GROUP SEX

  
“Bodies of Knowledge”

Recently some have argued that, since significant new HIV infection occurs among gay men, we should abandon current safer sex strategies and supplant our diverse sexual landscape with a new, unified communal norm: serial monogamy. People turn their guns on monogamy’s greatest enemy: a core group of “multipartnerists.” They are said to pose a danger to all gay men because they occasionally carry infection beyond the core. This attack ignores individual lives. In an age when many consistently practice safer sex, the rate of partner change no longer determines infection rates. For the epidemic, the relevant activity is unprotected anal sex between partners of different serostatus. Effective AIDS prevention has to target individuals and their situations rather than membership in a group that has to be identified differently in an age of safer sex. To scapegoat a core group invites measures to eliminate its activities -- measures that curtail freedom and waste prevention resources.

It’s my experience that multipartner sex can be compatible with, even foster, a healthy sexual ecology. For more than a dozen years I’ve been a more-or-less promiscuous practitioner of my version of safer sex, a personal expansion of the hoary old slogan: “Come on me not in me.” In my sex life I stress non-penetrative sex acts, wear condoms for my infrequent anal sex, do not use condoms for oral sex but do not take ejaculate into my mouth. This will seem unacceptably risky to some gay men and unaccountably stodgy to others; I support them all in their right to make their sexual decisions and ask that they refrain from interfering with mine. I’m middle-aged and remain HIV-negative. Though I’m not immune from an occasional, short-term, low-grade AIDS-induced panic, fear has ceased to be the primary reason I keep safe. Applying the lessons that community activism taught me, I now have sex to promote personal, partner and group well-being, and persist in believing that the best long-range prevention, supporting habits to be maintained over a lifetime, will be fueled by desire rather than fear.

No one can make a blueprint for something as fragile and subject to flux as a sex act is. During this epidemic my personal sexual lexicon has been consistent with health and pleasure, but I don’t elevate it to a universally-applicable law. Safer promiscuity is not the right prevention strategy for every gay man. But many men have practiced it successfully throughout the epidemic, men for whom multipartnerism has not been a threat to safety but a source. I resent the call by gay journalists to close down the very establishments that enable our practice of safer sex. In Stonewall’s home, New York City police have for the past three years regularly infiltrated and closed gay cinemas, bars and clubs in the name of safety.

Yet public gay sex today is overwhelmingly manual or oral, and in many sex clubs an unspoken taboo curtails anal sex without condoms. For some men, closing these spaces eliminates a communal inducement to safety and moves sex to an arena that’s risky for them: a strange bedroom. Community norms can promote safer sex; communal sex is one way. And when safer sex becomes the norm at a commercial establishment, it can promote safer sex in other contexts. Closing sex spaces has interfered with my own practice of safer sex and diminished the pleasure I share with dozens of other gay men in any given year, interactions that I and they cherish, interactions that strengthen the web and fabric of gay New York City. 

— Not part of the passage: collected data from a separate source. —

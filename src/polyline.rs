//! Coordinates and polylines for route geometry.
//!
//! A `Polyline` is the dense geometry connecting two consecutive waypoints,
//! stored as decoded coordinates. Any wire encoding belongs at the client
//! boundary (see `osrm`), not here.

use serde::{Deserialize, Serialize};

use crate::haversine::haversine_meters;

/// A longitude/latitude pair with an optional elevation in meters.
#[derive(Debug, Clone, Copy, PartialEq, Serialize, Deserialize)]
pub struct Coordinate {
    pub lng: f64,
    pub lat: f64,
    #[serde(default, skip_serializing_if = "Option::is_none")]
    pub elevation: Option<f64>,
}

impl Coordinate {
    pub const fn new(lng: f64, lat: f64) -> Self {
        Self {
            lng,
            lat,
            elevation: None,
        }
    }

    pub const fn with_elevation(lng: f64, lat: f64, elevation: f64) -> Self {
        Self {
            lng,
            lat,
            elevation: Some(elevation),
        }
    }

    /// Great-circle distance to `other` in meters.
    pub fn distance_to(&self, other: &Coordinate) -> f64 {
        haversine_meters(self, other)
    }
}

/// Dense geometry of one route segment.
#[derive(Debug, Clone, PartialEq, Default, Serialize, Deserialize)]
pub struct Polyline {
    points: Vec<Coordinate>,
}

impl Polyline {
    pub fn new(points: Vec<Coordinate>) -> Self {
        Self { points }
    }

    pub fn points(&self) -> &[Coordinate] {
        &self.points
    }

    pub fn into_points(self) -> Vec<Coordinate> {
        self.points
    }

    pub fn len(&self) -> usize {
        self.points.len()
    }

    pub fn is_empty(&self) -> bool {
        self.points.is_empty()
    }

    pub fn first(&self) -> Option<&Coordinate> {
        self.points.first()
    }

    pub fn last(&self) -> Option<&Coordinate> {
        self.points.last()
    }

    /// Geometric length along the polyline in meters.
    pub fn length_meters(&self) -> f64 {
        self.points
            .windows(2)
            .map(|pair| haversine_meters(&pair[0], &pair[1]))
            .sum()
    }

    /// Same geometry, traversed in the opposite direction.
    pub fn reversed(&self) -> Self {
        let mut points = self.points.clone();
        points.reverse();
        Self { points }
    }

    /// Splits at vertex `index`, which ends the first half and starts the second.
    ///
    /// Returns `None` when `index` is not a vertex of this polyline.
    pub fn split_at_vertex(&self, index: usize) -> Option<(Polyline, Polyline)> {
        if index >= self.points.len() {
            return None;
        }
        let head = self.points[..=index].to_vec();
        let tail = self.points[index..].to_vec();
        Some((Polyline::new(head), Polyline::new(tail)))
    }

    /// Indices of every vertex lying within `tolerance_meters` of `target`.
    ///
    /// A path that loops back past `target` yields more than one.
    pub fn vertices_near<'a>(
        &'a self,
        target: &'a Coordinate,
        tolerance_meters: f64,
    ) -> impl Iterator<Item = usize> + 'a {
        self.points
            .iter()
            .enumerate()
            .filter(move |(_, point)| haversine_meters(point, target) <= tolerance_meters)
            .map(|(index, _)| index)
    }

    /// Along-path distance from the first vertex to each vertex, in meters.
    pub fn cumulative_lengths(&self) -> Vec<f64> {
        let mut travelled = 0.0;
        let mut lengths = Vec::with_capacity(self.points.len());
        for (index, point) in self.points.iter().enumerate() {
            if index > 0 {
                travelled += haversine_meters(&self.points[index - 1], point);
            }
            lengths.push(travelled);
        }
        lengths
    }
}

impl From<Vec<Coordinate>> for Polyline {
    fn from(points: Vec<Coordinate>) -> Self {
        Self::new(points)
    }
}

During this epidemic every sexually-active gay man has attained a body of knowledge. Hundreds of thousands of gay men have altered their sexual expression to devise safer models that more nearly meet their needs than monogamy could. Pooling these bodies of knowledge would be a more effective prevention project than eliminating the promiscuous. AIDS prevention today needs to speak to young gay men who have no direct experience of AIDS, to older men who no longer fear the disease, and to men who live beyond core gay neighborhoods. More than emergency measures, today’s strategies have to exploit the hope engendered by more effective AIDS treatments and help men integrate low-risk sexual activities into lives they actually want to live.

Like earlier generations of gay liberationists, I acknowledge the genuine power of multipartner sex. In a quest to subvert the current order, some queers have found a polygamy of potential -- that anyone might be anyone else’s lover -- a useful tool for opening up the airless, asocial closed circuit of the state-sanctioned couple. I shudder at the notion of a queer nation reduced to such couples in the aggregate. So I issue a challenge to my fellow sexual libertarians, irrespective of serostatus.

Time is past due for a prevention activism to augment our treatment activism and transform all our sexual spaces. Gay male sexual culture will be healthier when it’s infused with a sense of community, and every individual gay man shares in the well-being of every man he has sex with and, by extension, all gay men -- and better sex for our tribe than a series of fear-induced marriages. But unless we go out and claim our public sexual space, forces from inside and outside our community will work to take it from us. We libertines know, sexual health is a lot more than freedom from a pathogen. Safer sex is unsustainable unless it engages individuals to make personal decisions that promote their sexual pleasure, which, in a time of plague, will be the project of a new AIDS prevention activism.